Feb. 14 (UPI) — California public health officials announced expanded eligibility for the COVID-19 vaccine as the state reported nearly 10,000 new cases and 433 new deaths Saturday, according to public health officials.

On March 15, California residents aged 16 to 64 who are disabled or at high risk of dying from the virus will be eligible for the vaccine, but officials say it will be up to local providers to decide who gets the vaccine.

This means between 4 million and 6 million more Californians will be eligible for the vaccine, but the state is still grappling with shortages in supply.

“Reprioritizing who gets doses does not get us more doses, and that’s what we need,” said Kat DeBurgh, executive director of the Health Officers Association of California.

Medical workers, first responders, people 65 and over, teachers and other essential workers are all still vying for shots in the state, and some vaccination sites that were already slated to close Friday due to vaccine shortages ran out of doses sooner than expected and started turning people away Thursday.

California isn’t alone in dealing with sporadic vaccine supply, a problem President Joe Biden has pledged to address by releasing more of the vaccine supply and by purchasing 200 million more doses of the Pfizer and Moderna vaccines.

California leads the country in the cumulative number of deaths — 46,435, according to the California Department of Public Health. The state has also logged nearly 3.4 million cases of the virus.

Overall the United States had recorded 27.54 million cases of the novel coronavirus. Of those, 482,933 have died, according to Johns Hopkins University’s COVID-19 tracker. The country logged 99,511 new cases and 5,443 deaths Friday, marking the first time the daily death toll has surpassed 5,000.

On Saturday, the New England Journal of Medicine published a joint commentary by Food and Drug Administration officials Jeffrey Shuren and Timothy Stenzel saying the agency moved too quickly to allow the marketing of antibody tests for coronavirus without authorization in the spring.

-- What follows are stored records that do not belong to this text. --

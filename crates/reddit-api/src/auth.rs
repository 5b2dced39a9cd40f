//! OAuth credentials and token caching.

use std::fmt;
use std::time::{Duration, Instant};

/// Refresh tokens this long before Reddit says they expire.
const EXPIRY_MARGIN: Duration = Duration::from_secs(60);

/// Credentials of a Reddit "script" application.
#[derive(Clone)]
pub struct Credentials {
    pub client_id: String,
    pub client_secret: String,
    pub username: String,
    pub password: String,
}

impl fmt::Debug for Credentials {
    fn fmt(&self, f: &mut fmt::Formatter<'_>) -> fmt::Result {
        f.debug_struct("Credentials")
            .field("client_id", &self.client_id)
            .field("client_secret", &"<redacted>")
            .field("username", &self.username)
            .field("password", &"<redacted>")
            .finish()
    }
}

/// A bearer token with its local expiry.
#[derive(Debug, Clone)]
pub(crate) struct AccessToken {
    pub value: String,
    expires_at: Instant,
}

impl AccessToken {
    pub fn new(value: String, expires_in: Duration) -> Self {
        let lifetime = expires_in.saturating_sub(EXPIRY_MARGIN);
        Self {
            value,
            expires_at: Instant::now() + lifetime,
        }
    }

    pub fn is_expired(&self) -> bool {
        Instant::now() >= self.expires_at
    }
}
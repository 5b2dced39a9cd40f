//! Lifecycle coordination.
//!
//! Startup order: load the seen set, register streams, spawn one worker per
//! stream, bind the status endpoint (best effort), start the periodic flusher.
//!
//! Shutdown order: cancel the workers, wait up to the grace period, stop the
//! flusher, flush the seen set once, stop the status endpoint.

use std::future::Future;
use std::net::SocketAddr;
use std::sync::Arc;
use std::time::Duration;

use tokio::task::JoinHandle;
use tokio_util::sync::CancellationToken;
use tokio_util::task::TaskTracker;
use tracing::{info, warn};

use crate::api::{StatusServer, StatusServerConfig};
use crate::config::{AppConfig, DEFAULT_SHUTDOWN_GRACE, dedup_stream_names};
use crate::dispatch::{Dispatcher, DispatcherConfig, JitterSource, MessageSender, RandomJitter};
use crate::metrics::MetricsCollector;
use crate::monitor::{
    DecisionHandler, SourceError, SourceFactory, StreamWorker, WorkerConfig, WorkerDeps,
};
use crate::seen::{LoadOutcome, SeenStore, SeenStoreConfig, run_periodic_flush};

/// Everything the supervisor needs to know up front.
#[derive(Debug, Clone)]
pub struct SupervisorConfig {
    pub streams: Vec<String>,
    pub seen: SeenStoreConfig,
    pub dispatcher: DispatcherConfig,
    pub worker: WorkerConfig,
    /// `None` disables the status endpoint.
    pub status: Option<StatusServerConfig>,
    pub shutdown_grace: Duration,
}

impl From<&AppConfig> for SupervisorConfig {
    fn from(config: &AppConfig) -> Self {
        Self {
            streams: config.streams.clone(),
            seen: config.seen.clone(),
            dispatcher: config.dispatcher.clone(),
            worker: config.worker.clone(),
            status: Some(config.status.clone()),
            shutdown_grace: config.shutdown_grace,
        }
    }
}

impl SupervisorConfig {
    pub fn new(streams: Vec<String>, seen: SeenStoreConfig) -> Self {
        Self {
            streams,
            seen,
            dispatcher: DispatcherConfig::default(),
            worker: WorkerConfig::default(),
            status: None,
            shutdown_grace: DEFAULT_SHUTDOWN_GRACE,
        }
    }
}

/// How a stream worker ended.
#[derive(Debug, Clone, PartialEq, Eq)]
pub enum WorkerOutcome {
    Stopped,
    Failed(String),
    /// Still busy when the grace period ran out; aborted.
    StillRunning,
}

/// Result of the final seen-set flush.
#[derive(Debug, Clone, PartialEq, Eq)]
pub enum FlushOutcome {
    Written,
    NothingToWrite,
    Failed(String),
}

/// Summary returned once shutdown completes.
#[derive(Debug, Clone, PartialEq, Eq)]
pub struct ShutdownReport {
    pub workers: Vec<(String, WorkerOutcome)>,
    pub final_flush: FlushOutcome,
}

impl ShutdownReport {
    /// Streams whose worker did not finish within the grace period.
    pub fn still_running(&self) -> Vec<&str> {
        self.workers
            .iter()
            .filter(|(_, outcome)| *outcome == WorkerOutcome::StillRunning)
            .map(|(name, _)| name.as_str())
            .collect()
    }

    /// Number of workers that exited (cleanly or not) before the deadline.
    pub fn finished_count(&self) -> usize {
        self.workers.len() - self.still_running().len()
    }
}

/// Owns the shared services and starts the engine.
pub struct Supervisor {
    config: SupervisorConfig,
    factory: Arc<dyn SourceFactory>,
    handler: Arc<dyn DecisionHandler>,
    sender: Arc<dyn MessageSender>,
    jitter: Arc<dyn JitterSource>,
    metrics: Arc<MetricsCollector>,
    seen: Arc<SeenStore>,
}

impl Supervisor {
    pub fn new(
        mut config: SupervisorConfig,
        factory: Arc<dyn SourceFactory>,
        handler: Arc<dyn DecisionHandler>,
        sender: Arc<dyn MessageSender>,
    ) -> Self {
        config.streams = dedup_stream_names(&config.streams);
        let seen = Arc::new(SeenStore::from_config(&config.seen));
        Self {
            config,
            factory,
            handler,
            sender,
            jitter: Arc::new(RandomJitter),
            metrics: Arc::new(MetricsCollector::new()),
            seen,
        }
    }

    /// Use a specific jitter source for dispatch and reconnect backoff.
    pub fn with_jitter(mut self, jitter: Arc<dyn JitterSource>) -> Self {
        self.jitter = jitter;
        self
    }

    pub fn metrics(&self) -> Arc<MetricsCollector> {
        self.metrics.clone()
    }

    pub fn seen(&self) -> Arc<SeenStore> {
        self.seen.clone()
    }

    /// Start everything and return a handle for shutting it down.
    pub async fn start(self) -> RunningSupervisor {
        let load = self.seen.load().await;
        if let LoadOutcome::Unreadable(reason) = &load {
            self.metrics
                .report_error(format!("Seen cache unreadable, starting empty: {}", reason));
        }

        for stream in &self.config.streams {
            self.metrics.register_stream(stream);
        }

        let dispatcher = Arc::new(Dispatcher::with_jitter(
            self.sender.clone(),
            self.config.dispatcher.clone(),
            self.metrics.clone(),
            self.jitter.clone(),
        ));
        let deps = WorkerDeps {
            seen: self.seen.clone(),
            metrics: self.metrics.clone(),
            dispatcher,
        };

        let worker_token = CancellationToken::new();
        let tracker = TaskTracker::new();
        let workers = self
            .config
            .streams
            .iter()
            .map(|stream| {
                let worker = StreamWorker::new(
                    stream.clone(),
                    self.factory.clone(),
                    self.handler.clone(),
                    deps.clone(),
                    self.config.worker.clone(),
                    worker_token.clone(),
                )
                .with_jitter(self.jitter.clone());
                (stream.clone(), tracker.spawn(worker.run()))
            })
            .collect::<Vec<_>>();
        info!(streams = workers.len(), "Stream workers started");

        let server_token = CancellationToken::new();
        let (status_addr, server) = match &self.config.status {
            Some(status) => {
                self.spawn_status_server(status.clone(), server_token.clone())
                    .await
            }
            None => (None, None),
        };

        let flush_token = CancellationToken::new();
        let flusher = tokio::spawn(run_periodic_flush(
            self.seen.clone(),
            self.metrics.clone(),
            self.config.seen.flush_interval,
            flush_token.clone(),
        ));

        RunningSupervisor {
            grace: self.config.shutdown_grace,
            metrics: self.metrics,
            seen: self.seen,
            worker_token,
            tracker,
            workers,
            flush_token,
            flusher,
            server_token,
            server,
            status_addr,
        }
    }

    async fn spawn_status_server(
        &self,
        config: StatusServerConfig,
        token: CancellationToken,
    ) -> (Option<SocketAddr>, Option<JoinHandle<()>>) {
        let server = StatusServer::new(config, self.metrics.clone(), token);
        match server.bind().await {
            Ok(listener) => {
                let addr = listener.local_addr().ok();
                let metrics = self.metrics.clone();
                let handle = tokio::spawn(async move {
                    if let Err(e) = server.serve(listener).await {
                        metrics.report_error(e.to_string());
                    }
                });
                (addr, Some(handle))
            }
            Err(e) => {
                warn!(error = %e, "Status endpoint disabled, continuing without it");
                self.metrics.record_error(e.to_string(), chrono::Utc::now());
                (None, None)
            }
        }
    }

    /// Start, wait for `shutdown`, then shut down.
    pub async fn run<F>(self, shutdown: F) -> ShutdownReport
    where
        F: Future<Output = ()>,
    {
        let running = self.start().await;
        shutdown.await;
        info!("Shutdown requested");
        running.shutdown().await
    }
}

/// A started engine.
pub struct RunningSupervisor {
    grace: Duration,
    metrics: Arc<MetricsCollector>,
    seen: Arc<SeenStore>,
    worker_token: CancellationToken,
    tracker: TaskTracker,
    workers: Vec<(String, JoinHandle<Result<(), SourceError>>)>,
    flush_token: CancellationToken,
    flusher: JoinHandle<()>,
    server_token: CancellationToken,
    server: Option<JoinHandle<()>>,
    status_addr: Option<SocketAddr>,
}

impl RunningSupervisor {
    /// Address the status endpoint is listening on, if it could bind.
    pub fn status_addr(&self) -> Option<SocketAddr> {
        self.status_addr
    }

    pub fn metrics(&self) -> Arc<MetricsCollector> {
        self.metrics.clone()
    }

    pub fn seen(&self) -> Arc<SeenStore> {
        self.seen.clone()
    }

    /// Stop everything in order and report how it went.
    pub async fn shutdown(self) -> ShutdownReport {
        info!(grace = ?self.grace, "Stopping stream workers");
        self.worker_token.cancel();
        self.tracker.close();
        if tokio::time::timeout(self.grace, self.tracker.wait())
            .await
            .is_err()
        {
            warn!("Shutdown grace period elapsed with workers still running");
        }

        let mut workers = Vec::with_capacity(self.workers.len());
        for (stream, handle) in self.workers {
            let outcome = if handle.is_finished() {
                match handle.await {
                    Ok(Ok(())) => WorkerOutcome::Stopped,
                    Ok(Err(e)) => WorkerOutcome::Failed(e.to_string()),
                    Err(e) => WorkerOutcome::Failed(e.to_string()),
                }
            } else {
                warn!(stream = %stream, "Worker did not stop in time, aborting");
                handle.abort();
                WorkerOutcome::StillRunning
            };
            workers.push((stream, outcome));
        }

        self.flush_token.cancel();
        if let Err(e) = self.flusher.await {
            warn!(error = %e, "Periodic flusher ended abnormally");
        }

        let final_flush = match self.seen.flush_reporting(&self.metrics).await {
            Ok(true) => FlushOutcome::Written,
            Ok(false) => FlushOutcome::NothingToWrite,
            Err(e) => FlushOutcome::Failed(e.to_string()),
        };
        info!(outcome = ?final_flush, entries = self.seen.len(), "Final seen cache flush");

        self.server_token.cancel();
        if let Some(server) = self.server
            && let Err(e) = server.await
        {
            warn!(error = %e, "Status server task ended abnormally");
        }

        let report = ShutdownReport {
            workers,
            final_flush,
        };
        info!(
            finished = report.finished_count(),
            still_running = report.still_running().len(),
            "Shutdown complete"
        );
        report
    }
}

Rather than individually review tests, the agency issued guidance, resulting in a spate of tests that did not work well, the authors wrote.

“Knowing what we know now, we would not have permitted serology tests to be marketed without FDA review and authorization, even within the limits we initially imposed. Although other factors may have driven unauthorized products to flood the marketplace, our March 16 policy allowed it to happen,” Shuren and Stenzel wrote.

Meanwhile, a CDC official said Friday the agency is not recommending COVID-19 testing before domestic air travel — something Transportation Secretary Pete Buttigieg said federal officials could make mandatory.

“At this time, CDC is not recommending required point of departure testing for domestic travel,” the agency said in a statement to CNN, and is recommending people don’t travel at all if they can avoid it.

“If someone must travel, they should get tested with a viral test 1-3 days before the trip,” the agency said. “After travel, getting tested with a viral test 3-5 days post-travel and staying home and self-quarantining for 7 days, even if test results are negative, is a recommended public health measure to reduce risk.”